Reputation: 1767
I am using new Date(<date-string>)
and then .getTime()
to pass date strings to milliseconds from 1970.
The problem is that the date strings does not contain the timezone on them. They are British, so the timezone will be GMT or GMT+1 depending on the date...
When I use this technique in the front-end (Chrome), or in the back-end (Node.js). The time zone taken is the British one (GMT or GMT+1 depending on the date). I assume that is taken from the OS.
However, when using a Node.js server which I have been told is configured to be in UTC... the timezone is always going to be GMT, leading to errors during the British Summer Time.
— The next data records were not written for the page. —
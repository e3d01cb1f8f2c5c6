use std::path::{Path, PathBuf};
use std::time::Duration;

/// Description used when the caller does not supply one.
const DEFAULT_DESCRIPTION: &str = "Running command";

/// What: Where the child's standard streams go.
#[derive(Debug, Clone, Copy, PartialEq, Eq, Default)]
pub enum OutputMode {
    /// Child inherits the terminal: live output, interactive input.
    #[default]
    Stream,
    /// Output is buffered and returned; nothing reaches the terminal.
    Capture,
}

/// What: Execution options shared by every item of a batch.
///
/// Details:
/// - `timeout: None` means "use the runner's default for the mode".
#[derive(Debug, Clone, Default, PartialEq, Eq)]
pub struct ExecOptions {
    /// Stream or capture.
    pub mode: OutputMode,
    /// Wall-clock limit from spawn to exit.
    pub timeout: Option<Duration>,
    /// Working directory override.
    pub cwd: Option<PathBuf>,
}

impl ExecOptions {
    /// Capture-mode options with runner defaults otherwise.
    #[must_use]
    pub fn capture() -> Self {
        Self {
            mode: OutputMode::Capture,
            ..Self::default()
        }
    }
}

/// What: A resolved command line plus everything needed to run it once.
///
/// Details:
/// - Built right before spawning and discarded afterwards.
/// - The command string is opaque: it is handed to the shell verbatim.
#[derive(Debug, Clone, PartialEq, Eq)]
pub struct ExecutionRequest {
    /// Platform-specific command line.
    command: String,
    /// Human-readable label for feedback.
    description: String,
    /// Stream/capture, timeout and working directory.
    options: ExecOptions,
}

impl ExecutionRequest {
    /// Streaming request with the default description.
    pub fn new(command: impl Into<String>) -> Self {
        Self {
            command: command.into(),
            description: DEFAULT_DESCRIPTION.to_string(),
            options: ExecOptions::default(),
        }
    }

    /// Capture-mode request, the usual shape for probing data for a menu.
    pub fn capture(command: impl Into<String>) -> Self {
        Self::new(command).mode(OutputMode::Capture)
    }

    /// Set the feedback label. Blank labels keep the default.
    #[must_use]
    pub fn description(mut self, description: impl Into<String>) -> Self {
        let description = description.into();
        if !description.trim().is_empty() {
            self.description = description;
        }
        self
    }

    /// Set the output mode.
    #[must_use]
    pub const fn mode(mut self, mode: OutputMode) -> Self {
        self.options.mode = mode;
        self
    }

    /// Set an explicit timeout.
    #[must_use]
    pub const fn timeout(mut self, timeout: Duration) -> Self {
        self.options.timeout = Some(timeout);
        self
    }

    /// Run in `dir` instead of the current directory.
    #[must_use]
    pub fn cwd(mut self, dir: impl Into<PathBuf>) -> Self {
        self.options.cwd = Some(dir.into());
        self
    }

    /// Replace all options at once.
    #[must_use]
    pub fn options(mut self, options: ExecOptions) -> Self {
        self.options = options;
        self
    }

    /// Command line handed to the shell.
    #[must_use]
    pub fn command(&self) -> &str {
        &self.command
    }

    /// Feedback label.
    #[must_use]
    pub fn label(&self) -> &str {
        &self.description
    }

    /// Output mode.
    #[must_use]
    pub const fn output_mode(&self) -> OutputMode {
        self.options.mode
    }

    /// Explicit timeout, if any.
    #[must_use]
    pub const fn explicit_timeout(&self) -> Option<Duration> {
        self.options.timeout
    }

    /// Working directory override, if any.
    #[must_use]
    pub fn working_dir(&self) -> Option<&Path> {
        self.options.cwd.as_deref()
    }
}
//! `novaflow alias`.

use novaflow::aliases::{AliasError, AliasStore};

use super::definition::AliasAction;
use super::{Context, EXIT_CONFIG, EXIT_FAILURE, exit_code};

/// Exit code for an alias error.
const fn error_code(e: &AliasError) -> i32 {
    match e {
        AliasError::MissingField(_) | AliasError::InvalidFormat(_) => EXIT_CONFIG,
        _ => EXIT_FAILURE,
    }
}

/// What: Apply one alias operation to the store in the config directory.
pub async fn handle_alias(action: AliasAction, ctx: &Context) -> i32 {
    let mut store = AliasStore::load(ctx.paths.aliases_file());
    let outcome: Result<i32, AliasError> = match action {
        AliasAction::Add {
            name,
            command,
            description,
        } => store.add(&name, &command, &description).map(|()| {
            println!("Command \"{}\" added successfully!", name.trim());
            0
        }),
        AliasAction::Remove { name } => store.remove(&name).map(|_| {
            println!("Command \"{name}\" removed successfully!");
            0
        }),
        AliasAction::List => {
            print_list(&store);
            Ok(0)
        }
        AliasAction::Search { keyword } => {
            let hits = store.search(&keyword);
            if hits.is_empty() {
                println!("No commands found matching \"{keyword}\"");
            }
            for (name, cmd) in hits {
                println!("{name}:");
                println!("  Command: {}", cmd.command);
                println!("  Description: {}", describe(&cmd.description));
            }
            Ok(0)
        }
        AliasAction::Run { name } => match store.command_spec(&name) {
            Ok((spec, label)) => {
                let runner = ctx.runner();
                match runner.run_spec(&spec, &label).await {
                    Ok(result) => Ok(exit_code(&result)),
                    Err(e) => {
                        eprintln!("{e}");
                        Ok(EXIT_CONFIG)
                    }
                }
            }
            Err(e) => Err(e),
        },
        AliasAction::Export { path } => store.export_to(&path).map(|n| {
            println!("Exported {n} command(s) to {}", path.display());
            0
        }),
        AliasAction::Import { path } => store.import_from(&path).map(|n| {
            println!("Imported {n} command(s) from {}", path.display());
            0
        }),
        AliasAction::Clear => store.clear().map(|n| {
            if n == 0 {
                println!("No commands to clear.");
            } else {
                println!("Cleared all {n} custom command(s).");
            }
            0
        }),
    };
    outcome.unwrap_or_else(|e| {
        tracing::error!(error = %e, "[CLI] Alias operation failed");
        eprintln!("{e}");
        error_code(&e)
    })
}

/// Description or placeholder.
fn describe(text: &str) -> &str {
    if text.is_empty() { "No description" } else { text }
}

/// Print the aliases as an aligned table.
fn print_list(store: &AliasStore) {
    if store.is_empty() {
        println!("No custom commands defined.");
        return;
    }
    let name_w = store.list().map(|(n, _)| n.len()).max().unwrap_or(4).max(4);
    let cmd_w = store
        .list()
        .map(|(_, c)| c.command.len())
        .max()
        .unwrap_or(7)
        .max(7);
    println!("{:name_w$}  {:cmd_w$}  Description", "Name", "Command");
    for (name, cmd) in store.list() {
        println!(
            "{name:name_w$}  {:cmd_w$}  {}",
            cmd.command,
            describe(&cmd.description)
        );
    }
    println!();
    println!("Total: {} command(s)", store.len());
}
use tokio::sync::watch;

/// What: Owner side of a cancellation flag shared with running commands.
///
/// Details:
/// - Cloning shares the same flag; cancelling is idempotent and sticky.
#[derive(Debug, Clone)]
pub struct CancelHandle {
    /// Broadcasts `true` once cancelled.
    tx: std::sync::Arc<watch::Sender<bool>>,
}

impl Default for CancelHandle {
    fn default() -> Self {
        Self::new()
    }
}

impl CancelHandle {
    /// Fresh, not-yet-cancelled handle.
    #[must_use]
    pub fn new() -> Self {
        let (tx, _rx) = watch::channel(false);
        Self {
            tx: std::sync::Arc::new(tx),
        }
    }

    /// Request cancellation of every command observing this handle.
    pub fn cancel(&self) {
        self.tx.send_replace(true);
    }

    /// Whether [`CancelHandle::cancel`] was called.
    #[must_use]
    pub fn is_cancelled(&self) -> bool {
        *self.tx.borrow()
    }

    /// Observer to attach to a runner.
    #[must_use]
    pub fn signal(&self) -> CancelSignal {
        CancelSignal {
            rx: self.tx.subscribe(),
        }
    }
}

/// Observer side of a [`CancelHandle`].
#[derive(Debug, Clone)]
pub struct CancelSignal {
    /// Receives the cancellation flag.
    rx: watch::Receiver<bool>,
}

impl CancelSignal {
    /// Whether cancellation was requested.
    #[must_use]
    pub fn is_cancelled(&self) -> bool {
        *self.rx.borrow()
    }

    /// Resolve once cancellation is requested; never resolves if the handle
    /// is dropped without cancelling.
    pub async fn cancelled(&mut self) {
        if self.rx.wait_for(|cancelled| *cancelled).await.is_err() {
            std::future::pending::<()>().await;
        }
    }
}

#[cfg(test)]
mod tests {
    use super::*;

    #[tokio::test]
    /// What: Cancellation is visible to signals created before and after.
    async fn cancel_signal_observes_handle() {
        let handle = CancelHandle::new();
        let mut early = handle.signal();
        assert!(!early.is_cancelled());
        handle.cancel();
        early.cancelled().await;
        let late = handle.signal();
        assert!(late.is_cancelled());
        assert!(handle.is_cancelled());
    }
}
Is there any way to tell Date
to take the timezone from the OS without changing the server configuration?
Example:
var aDate = new Date('2016-06-23 10:15:0');
var timestamp = aDate.getTime();
Just in case my explanation is not clear:
// Executed on 28-06-2016
// In the browser (in London)
new Date().getTimezoneOffset(); // -60
new Date('28-06-2016 11:11:11').getTimezoneOffset(); // -60
new Date('28-01-2016 11:11:11').getTimezoneOffset(); // 0
// In the Node.js server I am forced to use, which is configured to use UTC
new Date().getTimezoneOffset(); // 0
new Date('28-06-2016 11:11:11').getTimezoneOffset(); // 0
new Date('28-01-2016 11:11:11').getTimezoneOffset(); // 0
// Ideally, I would like to have the output I get in the browser when I run the code in the UTC Node.js server
Upvotes: 0
Views: 3695
Reputation: 7178
I recommend using Moment Timezone for this, since this would be needlessly complicated to implement without a library. To get UTC in milliseconds from a given date in a given timezone, you can do this:
const moment = require('moment-timezone');
function londonTimeToUTC(dateString) {
return moment.tz(dateString, 'DD-MM-YYYY HH:mm:ss', 'Europe/London').valueOf();
}
console.log(londonTimeToUTC('28-06-2016 11:11:11')); // 1467108671000
console.log(londonTimeToUTC('28-01-2016 11:11:11')); // 1453979471000
The second argument passed to moment.tz()
is a format string, which is necessary if the date string is not in ISO format. The third argument is any valid timezone identifier.
Upvotes: 2
Reputation: 241959
Is there any way to tell
Date
to take the timezone from the OS without changing the server configuration?
The time zone from the OS is what the Date
object uses. If you're asking if you can change that time zone without changing the configuration, then no - there is not a way to do that. The Date
object always takes on the behavior of the local time zone. Even if you supply an offset in the input string, it just uses that to determine the internal UTC timestamp. Output via most of the properties (including toString
and getTimezoneOffset
) will always use the local time zone.
Even in your examples, you cannot count on the browser behavior always returning the values you showed, simply because each user visiting your web site may have a different time zone setting.
The recommended way to deal with this is by using the moment.js library, which can handle UTC and local time by itself, but may require use of the moment-timezone extension if you are wanting to work with a specific time zone, such as Europe/London
.
Now, with that said, if you're certain that your entire node.js application will run in a single time zone, and you're running on Linux or OSX (not Windows), then you can indeed change which time zone that node.js considers to be "local". Simply set the TZ
environment variable before you launch node, like this:
env TZ='Europe/London' node server.js
There is no equivalent for the browser, or for Windows. And you still have to contend with possible non-UK users on your web site - so this doesn't guaranteed a match between client and server time. But it does address your question.